I committed to writing about it, even though it wasn’t what I wanted to write about, because I had always assumed that we’d have found a way, by now, to stop or at least protest the rampant objectification, dehumanization, shaming, belittlement, and general degradation of young girls as a cultural norm. I figured by the time I had a little girl to raise she’d have less bullshit to have to deal with. I don’t know why I thought we’d have “progress.” Because it’s only gotten worse. Girls are in more kinds of danger now than ever before, things that didn’t even exist when I was a girl (internet predators, cyberbullying, etc.) on top of the old ones.  It’s sickening. I wrote my truth to break silence in the face of that myriad danger. I want my kid to know (whether she reads it or not) and I want all of us who went through our own gauntlet to know that being a girl and becoming a woman isn’t an inherently disgusting, embarrassing, dangerous, unfair and humiliating thing. It shouldn’t be. We can call it out. I want my daughter to know that even if our culture surrounds her with cruel insults and threats to her humanity, sexuality, voice, opinion, mind, heart, and body, she doesn’t have to be silent. I want her to know that she is entitled to deny those insults and to defend herself against those threats, and to claim her power by believing in herself, in her truth.
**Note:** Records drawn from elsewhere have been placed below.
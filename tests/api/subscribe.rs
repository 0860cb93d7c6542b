use wiremock::matchers::{any, method, path, query_param};
use wiremock::{Mock, ResponseTemplate};

use crate::helpers::{assert_is_redirect_to, signup_body, spawn_app};

fn reply(result: &str, msg: &str) -> ResponseTemplate {
    ResponseTemplate::new(200).set_body_json(serde_json::json!({ "result": result, "msg": msg }))
}

#[tokio::test]
async fn the_subscribe_page_renders_the_form() {
    let app = spawn_app().await;

    let response = app.get_subscribe().await;
    assert_eq!(response.status().as_u16(), 200);

    let html = response.text().await.unwrap();
    assert!(html.contains(r#"<form action="/subscribe" method="post" class="SubscribeForm">"#));
    assert!(html.contains(r#"<link rel="canonical" href="http://127.0.0.1:8000/subscribe" />"#));
    assert!(html.contains("<b></b>"));
}

#[tokio::test]
async fn the_canonical_link_points_at_a_served_page() {
    let app = spawn_app().await;

    let response = app
        .api_client
        .get(&format!("{}/subscribe", &app.address))
        .send()
        .await
        .expect("Failed to execute request.");
    let html = response.text().await.unwrap();
    let canonical_path = html
        .split(r#"<link rel="canonical" href="http://127.0.0.1:8000"#)
        .nth(1)
        .and_then(|rest| rest.split('"').next())
        .unwrap()
        .to_string();

    let response = app
        .api_client
        .get(&format!("{}{}", &app.address, canonical_path))
        .send()
        .await
        .expect("Failed to execute request.");
    assert_eq!(response.status().as_u16(), 200);
}

#[tokio::test]
async fn the_slash_variants_redirect_to_the_served_pages() {
    let app = spawn_app().await;

    for (requested, served) in [("/subscribe/", "/subscribe"), ("/thanks", "/thanks/")] {
        let response = app
            .api_client
            .get(&format!("{}{}", &app.address, requested))
            .send()
            .await
            .expect("Failed to execute request.");
        assert_eq!(response.status().as_u16(), 308, "{requested} was not redirected");
        assert_eq!(response.headers().get("Location").unwrap(), served);
    }
}

#[tokio::test]
async fn a_successful_signup_redirects_to_the_thanks_page() {
    let app = spawn_app().await;

    Mock::given(method("GET"))
        .and(path("/subscribe/post-json"))
        .and(query_param("u", "test-user"))
        .and(query_param("id", "test-list"))
        .and(query_param("EMAIL", "ursula_le_guin@gmail.com"))
        .respond_with(reply(
            "success",
            "Thanks! <a>Click here to update your profile</a>",
        ))
        .expect(1)
        .mount(&app.mailchimp_server)
        .await;

    let response = app.post_subscribe(signup_body("ursula_le_guin@gmail.com")).await;
    assert_is_redirect_to(&response, "/thanks/");

    let html = app.get_thanks_html().await;
    assert!(html.contains("<h1>Thank you!</h1>"));
    assert!(html.contains("<b>Thanks! </b>"));
}

#[tokio::test]
async fn a_rejected_signup_returns_to_the_form_with_the_reason() {
    let app = spawn_app().await;

    Mock::given(any())
        .respond_with(reply("error", "<p>Invalid email</p>"))
        .expect(1)
        .mount(&app.mailchimp_server)
        .await;

    let response = app.post_subscribe(signup_body("ursula_le_guin@gmail.com")).await;
    assert_is_redirect_to(&response, "/subscribe");

    let html = app.get_subscribe_html().await;
    assert!(html.contains("<b>Invalid email</b>"));

    // Flash messages are shown once.
    let html = app.get_subscribe_html().await;
    assert!(!html.contains("Invalid email"));
}

#[tokio::test]
async fn an_invalid_email_is_rejected_without_calling_mailchimp() {
    let app = spawn_app().await;

    Mock::given(any())
        .respond_with(reply("success", ""))
        .expect(0)
        .mount(&app.mailchimp_server)
        .await;

    let response = app.post_subscribe(signup_body("not-an-email")).await;
    assert_is_redirect_to(&response, "/subscribe");

    let html = app.get_subscribe_html().await;
    assert!(html.contains("<b>The email you entered is not valid.</b>"));
}

#[tokio::test]
async fn a_mailchimp_outage_asks_to_try_again() {
    let app = spawn_app().await;

    Mock::given(any())
        .respond_with(ResponseTemplate::new(500))
        .expect(1)
        .mount(&app.mailchimp_server)
        .await;

    let response = app.post_subscribe(signup_body("ursula_le_guin@gmail.com")).await;
    assert_is_redirect_to(&response, "/subscribe");

    let html = app.get_subscribe_html().await;
    assert!(html.contains("<b>Something went wrong. Please try again.</b>"));
}

#[tokio::test]
async fn subscribe_returns_a_422_when_the_email_is_missing() {
    let app = spawn_app().await;

    let response = app.post_subscribe("name=le%20guin".into()).await;

    assert_eq!(
        422,
        response.status().as_u16(),
        "The API did not reject a payload without an email."
    );
}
Lately, I’ve been struggling to relate to some of my queer community because of trauma that I’ve faced inside the community. I am thinking about your poem “Why I Stayed 1997-2001.” How do you relate to your queerness now, after having two children?

Cruelty and violence inside the queer community is another place of terrible silence, isn’t it? “Why I Stayed” was something I wrote in solidarity with other folks who wrote about their experiences with intimate partner abuse. I felt safe in my lesbian community, but I wasn’t safe with my lesbian partner, and I couldn’t talk to anyone about it, even though everyone knew what was happening. I think there can be a lot of internalized homophobia—and overt biphobia—going on in situations like this: feeling one doesn’t deserve better because one has absorbed the cultural hatred of sexual minorities. This was back in the 90s, and many people weren’t out—lesbian life was a cherished subculture and I think some of us felt a terror of being seen as damaged or less-than, a terror of feeling unworthy of love.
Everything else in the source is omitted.